Les biais sont d’autant plus probables en France que les ménages restent très méfiants face aux objets connectés. Malgré des lancements en fanfare, les montres et les bracelets connectés, souvent transformés en gadgets, ne se sont ainsi jamais imposés dans l’Hexagone. Même s’il est devenu très simple de piloter à distance sa vidéosurveillance, ses volets ou la climatisation de sa maison, les particuliers n’ont pas encore franchi le cap de la maison connectée. Selon un sondage de Sociovision (Ifop), pour le compte de l’association Promotelec (confort et sécurité dans l’habitat), réalisé en mai dernier, seules 15 % des personnes interrogées envisageaient de se munir d’une maison à haute technologie. Pourquoi une telle frilosité ? Les sondés évoquent aussi bien le prix des objets que la crainte des dangers pour la vie privée.

Les motivations sont également insuffisantes, car les ménages, assurés contre les dégâts domestiques, ne voient pas le bénéfice financier qu’ils tireraient à s’équiper d’objets encore onéreux. « Aujourd’hui beaucoup d’objets connectés n’intègrent pas les contraintes utilisateurs et ceux-ci s’en lassent rapidement ou bien en détournent les usages, décrypte David Dubois, président de l’Institut des actuaires, directeur France et Benelux du réassureur RGA. Or un assureur ne peut moduler ses tarifs si, en face, il n’y a pas de changement du comportement sur le long terme. Résultat : les compagnies ne peuvent pas aujourd’hui exploiter pleinement le potentiel des objets connectés. »

De grandes promesses pour le médical

Le domaine médical, au croisement de multiples expertises, est un autre exemple type d’un secteur que le big data pourrait révolutionner, mais dont les pratiques n’ont pourtant évolué qu’à la marge. Les médecins se contentent encore plus ou moins de répliquer en e-santé les mêmes processus qu’en médecine présentielle. L’analyse des données massives permet de distinguer des sous-groupes toujours plus fins au sein des maladies mais nous sommes loin d’une médecine numérique personnalisée.

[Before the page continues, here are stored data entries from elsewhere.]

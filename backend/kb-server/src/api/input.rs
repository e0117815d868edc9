//! Checks applied to request bodies before anything is stored.

use crate::{ApiError, ApiResult};

use kb_config::ValidationConfig;
use kb_core::{Position, Priority};

use uuid::Uuid;

pub fn sanitize_string(s: &str) -> String {
    s.trim().to_string()
}

#[track_caller]
pub fn parse_id(raw: &str, field: &str) -> ApiResult<Uuid> {
    Uuid::parse_str(raw.trim())
        .map_err(|e| ApiError::validation(format!("Invalid UUID format: {}", e), field))
}

#[track_caller]
pub fn parse_optional_id(raw: Option<&str>, field: &str) -> ApiResult<Option<Uuid>> {
    raw.map(str::trim)
        .filter(|s| !s.is_empty())
        .map(|s| parse_id(s, field))
        .transpose()
}

/// Trimmed, non-empty, at most `max_title_length` characters
#[track_caller]
pub fn title(raw: &str, limits: &ValidationConfig) -> ApiResult<String> {
    let title = sanitize_string(raw);
    if title.is_empty() {
        return Err(ApiError::validation("Title cannot be empty", "title"));
    }
    if title.chars().count() > limits.max_title_length {
        return Err(ApiError::validation(
            format!(
                "Title must be at most {} characters",
                limits.max_title_length
            ),
            "title",
        ));
    }
    Ok(title)
}

/// Blank descriptions are stored as NULL
#[track_caller]
pub fn description(raw: Option<&str>, limits: &ValidationConfig) -> ApiResult<Option<String>> {
    let Some(description) = raw.map(sanitize_string).filter(|d| !d.is_empty()) else {
        return Ok(None);
    };
    if description.chars().count() > limits.max_description_length {
        return Err(ApiError::validation(
            format!(
                "Description must be at most {} characters",
                limits.max_description_length
            ),
            "description",
        ));
    }
    Ok(Some(description))
}

/// Client-supplied key: non-finite rejected, finite clamped to the limit
#[track_caller]
pub fn position(value: f64, limit: f64) -> ApiResult<Position> {
    Ok(Position::sanitize(value, limit)?)
}

#[track_caller]
pub fn priority(value: i64) -> ApiResult<Priority> {
    Ok(Priority::new(value)?)
}

#[track_caller]
pub fn date(raw: Option<&str>, field: &str) -> ApiResult<Option<chrono::NaiveDate>> {
    raw.map(str::trim)
        .filter(|s| !s.is_empty())
        .map(|s| {
            kb_core::parse_date(s).map_err(|_| {
                ApiError::validation(format!("Invalid date {} (expected YYYY-MM-DD)", s), field)
            })
        })
        .transpose()
}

« Mon point de vue est que cette étape arrivera dans dix à quinze ans, estime Xavier Briffault, chercheur en sciences sociales de la santé au CNRS. Elle apportera un changement considérable. Par exemple, dans mon domaine, en psychiatrie, un focus important est mis sur les maladies les plus graves – pour lesquelles l’intérêt du numérique est encore difficile à apprécier –, mais l’essentiel des charges de morbidité provient de tous les troubles intermédiaires : dépressions diverses, troubles anxieux, hyperactivité, troubles de la personnalité, troubles du comportement alimentaire, addictions, autisme léger… Ces problématiques pourront certainement être améliorées par des outils numériques légers qui interviendront en permanence de façon ciblée et permettront d’éviter les impacts fonctionnels trop importants et les évolutions défavorables. »

Associer tous les acteurs et partager les informations

Le chercheur ne croit pas pour autant, lui non plus, que la prévention puisse être totalement confiée à ces outils automatiques. « La révolution à venir dans la prévention, ce n’est pas seulement le big data mais le fait qu’on va pouvoir cibler les interventions en les adaptant à chaque personne, en tenant compte de son contexte. Je crois en un modèle mixte, intégrant de façon synergique, dans la relation clinique et thérapeutique, des outils connectés, des algorithmes d’intelligence artificielle, des professionnels de santé et les patients eux-mêmes ainsi que leurs proches », affirme-t-il.

La construction d’un telle association se heurte au problème de l’interopérabilité des dispositifs, notamment entre le public et le privé. D’autant que, pour l’instant, les compagnies privées, comme Apple, mènent la danse des outils connectés. Selon un sondage OpinionWay pour Mazars, publié ce printemps, les Français sont prêts à cette révolution : 69 % des personnes interrogées se sont déclarées favorables au dossier médical centralisé en ligne et une sur deux (53 %) à la transmission en direct à des professionnels de santé des données collectées par des objets connectés.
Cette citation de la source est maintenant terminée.